• **ASSIGNMENT**: If a line of the data contains the word "OrderDraft", it is counted; report how many such lines there are and nothing else.
───── DATA ─────
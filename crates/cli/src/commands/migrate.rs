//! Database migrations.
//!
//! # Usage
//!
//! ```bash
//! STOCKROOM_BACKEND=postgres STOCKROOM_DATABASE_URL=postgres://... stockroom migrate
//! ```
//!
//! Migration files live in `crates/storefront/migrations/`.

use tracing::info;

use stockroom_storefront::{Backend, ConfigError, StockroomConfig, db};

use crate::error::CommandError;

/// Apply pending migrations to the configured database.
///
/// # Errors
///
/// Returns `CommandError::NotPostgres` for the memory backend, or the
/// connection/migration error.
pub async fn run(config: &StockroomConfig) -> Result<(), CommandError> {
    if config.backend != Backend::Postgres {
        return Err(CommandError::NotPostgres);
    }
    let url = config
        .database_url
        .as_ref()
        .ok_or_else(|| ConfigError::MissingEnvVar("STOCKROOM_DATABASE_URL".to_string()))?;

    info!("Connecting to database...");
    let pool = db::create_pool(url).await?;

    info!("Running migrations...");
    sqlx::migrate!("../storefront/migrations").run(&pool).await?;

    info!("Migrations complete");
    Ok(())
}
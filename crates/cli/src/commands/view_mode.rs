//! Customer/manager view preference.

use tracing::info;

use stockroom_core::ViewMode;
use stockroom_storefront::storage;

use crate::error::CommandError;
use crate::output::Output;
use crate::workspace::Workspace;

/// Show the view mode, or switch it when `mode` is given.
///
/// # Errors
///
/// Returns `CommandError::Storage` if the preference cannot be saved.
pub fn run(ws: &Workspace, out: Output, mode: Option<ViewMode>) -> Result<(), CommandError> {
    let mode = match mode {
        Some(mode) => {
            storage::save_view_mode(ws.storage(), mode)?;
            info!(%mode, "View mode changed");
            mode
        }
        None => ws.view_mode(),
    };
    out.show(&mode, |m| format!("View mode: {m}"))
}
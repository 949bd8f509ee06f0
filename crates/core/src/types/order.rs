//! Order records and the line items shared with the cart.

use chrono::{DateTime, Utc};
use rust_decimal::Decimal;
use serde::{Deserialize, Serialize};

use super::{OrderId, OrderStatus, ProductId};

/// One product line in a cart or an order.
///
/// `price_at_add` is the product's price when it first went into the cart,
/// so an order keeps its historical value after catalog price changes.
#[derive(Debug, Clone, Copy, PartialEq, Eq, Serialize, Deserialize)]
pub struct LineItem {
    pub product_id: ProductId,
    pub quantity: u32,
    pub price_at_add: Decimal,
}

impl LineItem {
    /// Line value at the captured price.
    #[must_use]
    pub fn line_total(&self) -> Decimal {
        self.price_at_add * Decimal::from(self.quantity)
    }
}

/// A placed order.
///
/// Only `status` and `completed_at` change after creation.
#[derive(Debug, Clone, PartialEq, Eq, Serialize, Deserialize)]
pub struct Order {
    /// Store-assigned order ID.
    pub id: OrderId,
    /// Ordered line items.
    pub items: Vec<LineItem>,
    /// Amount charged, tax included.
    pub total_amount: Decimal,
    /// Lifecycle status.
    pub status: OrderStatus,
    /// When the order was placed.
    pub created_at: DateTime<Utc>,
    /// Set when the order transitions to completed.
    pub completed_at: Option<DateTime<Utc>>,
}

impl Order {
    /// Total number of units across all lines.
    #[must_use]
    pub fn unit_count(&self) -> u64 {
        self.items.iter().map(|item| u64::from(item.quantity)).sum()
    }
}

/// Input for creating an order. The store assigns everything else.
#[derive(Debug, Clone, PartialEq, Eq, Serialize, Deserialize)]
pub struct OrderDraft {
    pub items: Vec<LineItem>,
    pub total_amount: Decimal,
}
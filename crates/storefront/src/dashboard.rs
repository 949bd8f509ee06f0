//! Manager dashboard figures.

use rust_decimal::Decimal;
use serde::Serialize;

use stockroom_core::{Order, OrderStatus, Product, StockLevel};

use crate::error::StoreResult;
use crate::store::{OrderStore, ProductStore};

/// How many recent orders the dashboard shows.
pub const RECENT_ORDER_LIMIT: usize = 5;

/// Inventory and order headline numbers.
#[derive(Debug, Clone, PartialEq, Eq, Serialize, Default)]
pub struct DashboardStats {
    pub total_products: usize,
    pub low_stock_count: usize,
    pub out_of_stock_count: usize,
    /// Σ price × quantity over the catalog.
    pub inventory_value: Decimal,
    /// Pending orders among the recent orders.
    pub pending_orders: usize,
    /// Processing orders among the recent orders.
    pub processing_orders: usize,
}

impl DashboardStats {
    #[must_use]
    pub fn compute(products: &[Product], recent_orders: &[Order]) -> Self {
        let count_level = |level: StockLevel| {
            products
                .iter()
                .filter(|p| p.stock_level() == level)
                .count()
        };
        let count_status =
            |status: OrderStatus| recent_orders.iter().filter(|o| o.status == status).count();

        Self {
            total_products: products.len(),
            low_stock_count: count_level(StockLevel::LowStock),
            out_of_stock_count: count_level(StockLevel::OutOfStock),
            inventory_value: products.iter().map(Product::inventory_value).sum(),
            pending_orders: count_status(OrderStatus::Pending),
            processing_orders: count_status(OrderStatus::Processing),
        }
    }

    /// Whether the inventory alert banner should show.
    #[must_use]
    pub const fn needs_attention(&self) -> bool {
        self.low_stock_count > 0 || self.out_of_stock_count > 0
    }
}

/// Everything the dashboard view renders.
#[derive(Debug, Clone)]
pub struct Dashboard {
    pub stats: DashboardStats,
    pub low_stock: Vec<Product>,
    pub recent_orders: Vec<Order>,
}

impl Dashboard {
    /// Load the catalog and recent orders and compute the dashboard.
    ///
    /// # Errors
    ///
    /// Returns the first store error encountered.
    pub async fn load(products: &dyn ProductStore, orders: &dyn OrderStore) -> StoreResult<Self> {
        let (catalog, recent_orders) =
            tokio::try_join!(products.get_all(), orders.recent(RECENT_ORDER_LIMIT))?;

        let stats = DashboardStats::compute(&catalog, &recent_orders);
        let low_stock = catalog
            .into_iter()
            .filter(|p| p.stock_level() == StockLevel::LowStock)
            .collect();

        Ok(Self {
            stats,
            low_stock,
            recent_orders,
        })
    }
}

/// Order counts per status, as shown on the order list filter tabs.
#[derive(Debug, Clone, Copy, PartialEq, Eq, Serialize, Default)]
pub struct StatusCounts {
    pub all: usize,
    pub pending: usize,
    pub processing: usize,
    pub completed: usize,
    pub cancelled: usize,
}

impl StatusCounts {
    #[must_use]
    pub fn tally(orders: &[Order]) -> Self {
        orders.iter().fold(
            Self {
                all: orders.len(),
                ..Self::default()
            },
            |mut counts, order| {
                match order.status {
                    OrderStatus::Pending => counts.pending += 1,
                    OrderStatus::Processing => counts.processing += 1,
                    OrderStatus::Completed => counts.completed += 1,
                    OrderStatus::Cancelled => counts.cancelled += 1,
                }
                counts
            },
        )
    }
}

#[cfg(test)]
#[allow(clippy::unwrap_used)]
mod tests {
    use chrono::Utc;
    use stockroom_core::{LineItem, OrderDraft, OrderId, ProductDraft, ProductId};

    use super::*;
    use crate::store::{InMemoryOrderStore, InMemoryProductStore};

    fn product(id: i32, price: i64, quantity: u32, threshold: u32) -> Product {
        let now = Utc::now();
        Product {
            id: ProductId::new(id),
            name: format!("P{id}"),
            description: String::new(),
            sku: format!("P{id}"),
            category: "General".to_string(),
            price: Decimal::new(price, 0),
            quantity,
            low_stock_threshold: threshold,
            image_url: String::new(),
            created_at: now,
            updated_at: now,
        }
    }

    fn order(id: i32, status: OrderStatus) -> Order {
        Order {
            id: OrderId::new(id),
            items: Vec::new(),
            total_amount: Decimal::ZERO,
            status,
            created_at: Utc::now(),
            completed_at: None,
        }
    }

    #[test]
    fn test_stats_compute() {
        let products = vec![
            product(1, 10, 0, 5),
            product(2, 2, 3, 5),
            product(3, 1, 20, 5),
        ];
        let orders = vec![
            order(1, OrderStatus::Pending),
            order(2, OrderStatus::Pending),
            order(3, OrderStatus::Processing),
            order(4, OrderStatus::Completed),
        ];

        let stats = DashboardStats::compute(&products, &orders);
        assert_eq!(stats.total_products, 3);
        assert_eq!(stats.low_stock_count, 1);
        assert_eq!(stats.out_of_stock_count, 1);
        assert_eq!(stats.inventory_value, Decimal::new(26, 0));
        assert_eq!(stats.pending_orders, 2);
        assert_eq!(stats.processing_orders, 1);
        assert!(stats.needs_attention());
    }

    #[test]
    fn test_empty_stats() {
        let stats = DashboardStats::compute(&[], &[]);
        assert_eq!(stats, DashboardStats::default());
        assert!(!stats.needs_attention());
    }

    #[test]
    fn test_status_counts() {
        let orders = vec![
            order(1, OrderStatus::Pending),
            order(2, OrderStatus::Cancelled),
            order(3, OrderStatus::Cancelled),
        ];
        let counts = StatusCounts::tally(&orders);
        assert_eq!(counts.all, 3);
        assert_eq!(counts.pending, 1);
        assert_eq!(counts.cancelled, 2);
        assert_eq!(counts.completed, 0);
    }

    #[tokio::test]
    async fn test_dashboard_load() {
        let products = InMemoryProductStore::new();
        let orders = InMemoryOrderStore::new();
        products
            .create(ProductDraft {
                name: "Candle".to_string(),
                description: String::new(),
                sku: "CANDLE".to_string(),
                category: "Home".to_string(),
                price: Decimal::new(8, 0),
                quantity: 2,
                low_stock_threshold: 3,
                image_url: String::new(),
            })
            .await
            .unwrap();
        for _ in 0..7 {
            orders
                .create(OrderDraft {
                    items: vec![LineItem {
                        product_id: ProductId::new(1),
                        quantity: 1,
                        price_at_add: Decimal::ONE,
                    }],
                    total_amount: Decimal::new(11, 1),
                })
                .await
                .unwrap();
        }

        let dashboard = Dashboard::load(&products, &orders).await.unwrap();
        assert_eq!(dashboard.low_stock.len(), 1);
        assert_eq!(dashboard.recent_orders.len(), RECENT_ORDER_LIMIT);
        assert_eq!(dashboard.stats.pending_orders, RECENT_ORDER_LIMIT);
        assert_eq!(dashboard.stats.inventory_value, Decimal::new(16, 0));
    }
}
─────
• **ANSWER BOX**: 3